A: Most of the imprinted stuff is junk. It is invisible, unremarkable, and not very memorable. The point is, it doesn’t have to be some fancy thing from China that imprinted. It can be an object. It could be anything, and we are just always giving out this object with a story attached to it. That is the icebreaker we can use to be memorable, as opposed to all that trade show junk. Those junks mean absolutely nothing.

Q: How should I name my business?

A: There are two general approaches to naming a business. We can start with two kinds of names, names that mean something and names that do not. Names that do not, Amazon Starbucks, Nike, and some other fancy varieties, do not mean anything until the company comes to exist. The others are names that immediately tell us what the business is about. If we come up with a fanciful name, it is a blank slate, and we get to fill it with meaning.

The bad news is, during the beginning years, we must explain what we do. If we come up with a name that means something, we do not have to explain too much at the beginning.
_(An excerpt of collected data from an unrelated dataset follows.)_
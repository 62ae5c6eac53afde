//! Physical unit tags carried by the series types.
//!
//! Each quantity entering or leaving the pipeline gets its own zero-sized
//! marker, so a tide signal cannot be handed to a function expecting
//! barometric pressure and a correction in meters cannot be mistaken for an
//! absolute elevation.

use std::fmt::Debug;

/// A physical unit attached to a series at the type level.
pub trait Unit: Debug + Clone + Copy + PartialEq + Send + Sync + 'static {
    /// Short label used in column headers.
    const LABEL: &'static str;

    /// Name of the measured quantity, used in errors and log output.
    const QUANTITY: &'static str;
}

/// Water-level elevation in meters above sea level.
#[derive(Debug, Clone, Copy, PartialEq, Eq)]
pub struct Masl;

impl Unit for Masl {
    const LABEL: &'static str = "masl";
    const QUANTITY: &'static str = "water level";
}

/// Barometric pressure expressed as meters of water.
#[derive(Debug, Clone, Copy, PartialEq, Eq)]
pub struct MetersOfWater;

impl Unit for MetersOfWater {
    const LABEL: &'static str = "m";
    const QUANTITY: &'static str = "barometric pressure";
}

/// Earth-tide gravity signal in nanometers per second squared.
#[derive(Debug, Clone, Copy, PartialEq, Eq)]
pub struct NanometersPerSecondSquared;

impl Unit for NanometersPerSecondSquared {
    const LABEL: &'static str = "nm/s**2";
    const QUANTITY: &'static str = "earth tide";
}

/// Signed water-level displacement in meters (the correction `dWL`).
#[derive(Debug, Clone, Copy, PartialEq, Eq)]
pub struct Meters;

impl Unit for Meters {
    const LABEL: &'static str = "m";
    const QUANTITY: &'static str = "displacement";
}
The names that have obvious meanings can be good for the customers who need to get to know you, but the investment community might not think as much. That is because many investment superstar companies started with non-obvious names (Yahoo!, Google, and so on).

Depending on how we need to fund our businesses, the position in the minds of the investors and journalists can shift based on which name we pick. Another thing to note is that URL still matters because a lot of people do not know how they work. There is still more value for consumer brand URL that ends in dot com. Anyway, the easiest way to get a domain is to take two English words and put them together because the length is not an issue as long as we can remember it. In the end, it depends on how big we want to be and how we want our customers to perceive us early on.

Finally, “Fly closer to the sun. Nothing bad will happen, I promise.”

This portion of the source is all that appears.